The Importance of Fibre

Summer CSANews Issue 67  |  Posted date : Jul 22, 2008.Back to list

It is common knowledge that fibre is good for your digestive system and that increased fibre intake reduces your risk of heart disease, diabetes, obesity and certain types of cancer. We also know that low-fibre diets are linked to many disorders, such as diverticulitis, haemorrhoids, irritable bowel syndrome and constipation. However, despite this knowledge, many of us continue to have trouble adding sufficient amounts of fibre to our diet. The recommended daily intake of fibre for men and women over 50 is 30 grams and 21 grams, respectively. High-fibre diets are especially important for seniors, as the digestive system slows down with age.

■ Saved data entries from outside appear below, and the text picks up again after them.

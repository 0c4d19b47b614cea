//! Terminal output for CLI commands: page tables, key/value sections, JSON.

use serde::Serialize;
use tabled::settings::Style;
use tabled::{Table, Tabled};

use folio_core::error::AppError;

/// Output format selection
#[derive(Debug, Clone, Copy, Default, PartialEq, Eq, clap::ValueEnum)]
pub enum OutputFormat {
    /// Human-readable tables and sections
    #[default]
    Table,
    /// JSON output
    Json,
}

/// Print any serializable value as pretty JSON
pub fn print_json<T: Serialize + ?Sized>(value: &T) -> Result<(), AppError> {
    println!("{}", serde_json::to_string_pretty(value)?);
    Ok(())
}

/// Print page rows as a table
pub fn print_table<T: Tabled>(rows: &[T]) {
    if rows.is_empty() {
        println!("No pages.");
    } else {
        println!("{}", Table::new(rows).with(Style::sharp()));
    }
}

/// Print a titled block of key/value rows
pub fn print_section(title: &str, rows: &[(&str, String)]) {
    println!("[{}]", title);
    for (key, value) in rows {
        print_kv(key, value);
    }
}

/// Print a success message
pub fn print_success(msg: &str) {
    println!("✓ {}", msg);
}

/// Print an error message
pub fn print_error(msg: &str) {
    eprintln!("✗ {}", msg);
}

/// Print a key-value pair
pub fn print_kv(key: &str, value: &str) {
    println!("  {:<16} {}", format!("{}:", key), value);
}
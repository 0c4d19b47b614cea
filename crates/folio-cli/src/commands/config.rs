//! Configuration management CLI commands.

use clap::{Args, Subcommand};

use folio_core::config::SiteConfig;
use folio_core::error::AppError;

use crate::output::{self, OutputFormat};

/// Arguments for config commands
#[derive(Debug, Args)]
pub struct ConfigArgs {
    /// Config subcommand
    #[command(subcommand)]
    pub command: ConfigCommand,
}

/// Config subcommands
#[derive(Debug, Subcommand)]
pub enum ConfigCommand {
    /// Show the effective configuration
    Show,
    /// Validate the configuration
    Validate,
}

/// Execute config commands
pub async fn execute(
    args: &ConfigArgs,
    config_path: &str,
    format: OutputFormat,
) -> Result<(), AppError> {
    let config = super::load_config(config_path)?;

    match &args.command {
        ConfigCommand::Show => match format {
            OutputFormat::Json => output::print_json(&config)?,
            OutputFormat::Table => {
                output::print_section("listing", &listing_rows(&config));
                output::print_section("logging", &logging_rows(&config));
            }
        },
        ConfigCommand::Validate => {
            let settings = config.listing.settings()?;
            output::print_success(&format!("Configuration '{}' is valid", config_path));
            output::print_kv("Base slug", settings.base_slug());
            output::print_kv("Base title", settings.base_title());
            output::print_kv("Page size", &settings.page_size().to_string());
        }
    }

    Ok(())
}

/// Rows shown for the `[listing]` section
fn listing_rows(config: &SiteConfig) -> Vec<(&'static str, String)> {
    let listing = &config.listing;
    vec![
        ("base_slug", listing.base_slug.clone()),
        ("base_title", listing.base_title.clone()),
        ("page_size", listing.page_size.to_string()),
        ("items_file", listing.items_file.clone()),
        ("output_dir", listing.output_dir.clone()),
    ]
}

/// Rows shown for the `[logging]` section
fn logging_rows(config: &SiteConfig) -> Vec<(&'static str, String)> {
    vec![
        ("level", config.logging.level.clone()),
        ("format", config.logging.format.clone()),
    ]
}

#[cfg(test)]
mod tests {
    use super::*;

    #[test]
    fn test_listing_rows_use_config_keys() {
        let mut config = SiteConfig::default();
        config.listing.page_size = 25;

        let rows = listing_rows(&config);
        let keys: Vec<_> = rows.iter().map(|(k, _)| *k).collect();
        assert_eq!(
            keys,
            ["base_slug", "base_title", "page_size", "items_file", "output_dir"]
        );
        assert_eq!(rows[0].1, "/blog");
        assert_eq!(rows[2].1, "25");
    }

    #[test]
    fn test_logging_rows() {
        let rows = logging_rows(&SiteConfig::default());
        assert_eq!(rows, [("level", "info".to_string()), ("format", "pretty".to_string())]);
    }
}
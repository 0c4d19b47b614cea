//! Whole-listing inspection command.

use clap::Args;

use folio_core::PagePlan;
use folio_core::error::AppError;

use super::{ListingArgs, PageRow};
use crate::output::{self, OutputFormat};

/// Arguments for the plan command
#[derive(Debug, Args)]
pub struct PlanArgs {
    /// Listing parameters
    #[command(flatten)]
    pub listing: ListingArgs,
}

/// Execute the plan command
pub async fn execute(
    args: &PlanArgs,
    config_path: &str,
    format: OutputFormat,
) -> Result<(), AppError> {
    let config = super::load_config(config_path)?;
    let (settings, total) = args.listing.resolve(&config).await?;

    let plan = PagePlan::new(settings.base_slug(), settings.page_size(), total)?;
    tracing::debug!("Planned {} page(s) for {} item(s)", plan.num_pages(), total);

    match format {
        OutputFormat::Json => {
            let pages: Vec<_> = plan.collect();
            output::print_json(&pages)?;
        }
        OutputFormat::Table => {
            let rows: Vec<_> = plan
                .map(|p| PageRow::new(&p, settings.base_title()))
                .collect();
            output::print_table(&rows);
        }
    }

    Ok(())
}
//! Pagination request and result types for listing pages.

use serde::{Deserialize, Serialize};

use crate::error::AppError;
use crate::result::AppResult;

/// Parameters for one generated listing page.
///
/// Built once per page by the generator. The base slug and page size are
/// validated here; the page number is checked against the page count by
/// [`compute_page`](crate::pager::compute_page), which reports
/// [`ErrorKind::OutOfRange`](crate::error::ErrorKind::OutOfRange).
#[derive(Debug, Clone, PartialEq, Eq, Hash, Serialize)]
pub struct PageRequest {
    base_slug: String,
    page_size: u64,
    total_items: u64,
    page_number: u64,
}

impl PageRequest {
    /// Create a new page request.
    pub fn new(
        base_slug: impl Into<String>,
        page_size: u64,
        total_items: u64,
        page_number: u64,
    ) -> AppResult<Self> {
        let base_slug = base_slug.into();
        validate_base_slug(&base_slug)?;
        validate_page_size(page_size)?;
        Ok(Self {
            base_slug,
            page_size,
            total_items,
            page_number,
        })
    }

    /// Create a request whose slug and page size were already validated.
    pub(crate) fn from_validated(
        base_slug: String,
        page_size: u64,
        total_items: u64,
        page_number: u64,
    ) -> Self {
        Self {
            base_slug,
            page_size,
            total_items,
            page_number,
        }
    }

    /// Slug of the listing's first page, e.g. `/blog`.
    pub fn base_slug(&self) -> &str {
        &self.base_slug
    }

    /// Number of items per page.
    pub fn page_size(&self) -> u64 {
        self.page_size
    }

    /// Total number of items across all pages.
    pub fn total_items(&self) -> u64 {
        self.total_items
    }

    /// Requested page number (1-based).
    pub fn page_number(&self) -> u64 {
        self.page_number
    }
}

/// Window and navigation data for one listing page.
#[derive(Debug, Clone, PartialEq, Eq, Serialize, Deserialize)]
pub struct PageResult {
    /// Page number (1-based).
    pub page_number: u64,
    /// Total number of pages, never less than one.
    pub num_pages: u64,
    /// Total number of items across all pages.
    pub total_items: u64,
    /// Number of items to skip before this page.
    pub offset: u64,
    /// Maximum number of items on this page.
    pub limit: u64,
    /// Whether this is the first page.
    pub is_first: bool,
    /// Whether this is the last page.
    pub is_last: bool,
    /// Path of this page itself.
    pub path: String,
    /// Path of the previous page, absent on the first page.
    pub prev_path: Option<String>,
    /// Path of the next page, absent on the last page.
    pub next_path: Option<String>,
    /// Suffix appended to the base title; empty on the first page.
    pub title_suffix: String,
}

impl PageResult {
    /// Number of items actually shown on this page.
    ///
    /// Equals `limit` except on a partial last page or an empty listing.
    pub fn item_count(&self) -> u64 {
        self.total_items.saturating_sub(self.offset).min(self.limit)
    }

    /// The base title with this page's suffix appended.
    pub fn display_title(&self, base_title: &str) -> String {
        format!("{base_title}{}", self.title_suffix)
    }
}

/// Check that a slug can be used as a listing base path.
pub fn validate_base_slug(slug: &str) -> AppResult<()> {
    if slug.is_empty() {
        return Err(AppError::validation("Base slug must not be empty"));
    }
    if slug.ends_with('/') {
        return Err(AppError::validation(format!(
            "Base slug '{slug}' must not end with '/'"
        )));
    }
    if slug.chars().any(char::is_whitespace) {
        return Err(AppError::validation(format!(
            "Base slug '{slug}' must not contain whitespace"
        )));
    }
    Ok(())
}

/// Check that a page size is positive.
pub fn validate_page_size(page_size: u64) -> AppResult<()> {
    if page_size == 0 {
        return Err(AppError::validation("Page size must be at least 1"));
    }
    Ok(())
}

#[cfg(test)]
mod tests {
    use super::*;
    use crate::error::ErrorKind;

    #[test]
    fn test_rejects_bad_slugs() {
        for slug in ["", "/", "/blog/", "my blog"] {
            let err = PageRequest::new(slug, 10, 25, 1).unwrap_err();
            assert_eq!(err.kind, ErrorKind::Validation, "slug {slug:?}");
        }
    }

    #[test]
    fn test_rejects_zero_page_size() {
        let err = PageRequest::new("/blog", 0, 25, 1).unwrap_err();
        assert_eq!(err.kind, ErrorKind::Validation);
    }

    #[test]
    fn test_page_number_not_checked_at_construction() {
        let req = PageRequest::new("/blog", 10, 25, 0).expect("constructs");
        assert_eq!(req.page_number(), 0);
    }

    #[test]
    fn test_item_count_partial_last_page() {
        let result = PageResult {
            page_number: 3,
            num_pages: 3,
            total_items: 25,
            offset: 20,
            limit: 10,
            is_first: false,
            is_last: true,
            path: "/blog/3".to_string(),
            prev_path: Some("/blog/2".to_string()),
            next_path: None,
            title_suffix: " - 3".to_string(),
        };
        assert_eq!(result.item_count(), 5);
        assert_eq!(result.display_title("Blog"), "Blog - 3");
    }
}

Adding more fibre to your diet shouldn’t be a difficult task. Below are a few simple ways to fit fibre-rich foods into your daily meal schedule:
  • Sprinkle high-fibre cereal (10 grams or more per serving) onto your regular cereal
  • Add beans or lentils to your soups, salads and sauces
  • Eat whole grain bread and whole grain pasta
  • Eat more fruit, especially the skin of the fruit, such as apples and pears
  • Substitute whole wheat flour for white flour
  • Add wheat bran, oat bran or ground flax to your baking
  • Add dried nuts or fruits to your cereal, yogurt or salads
Just remember: increasing your fibre intake suddenly can cause cramping and flatulence. Take it slowly, and drink six to eight glasses of water per day to help prevent constipation.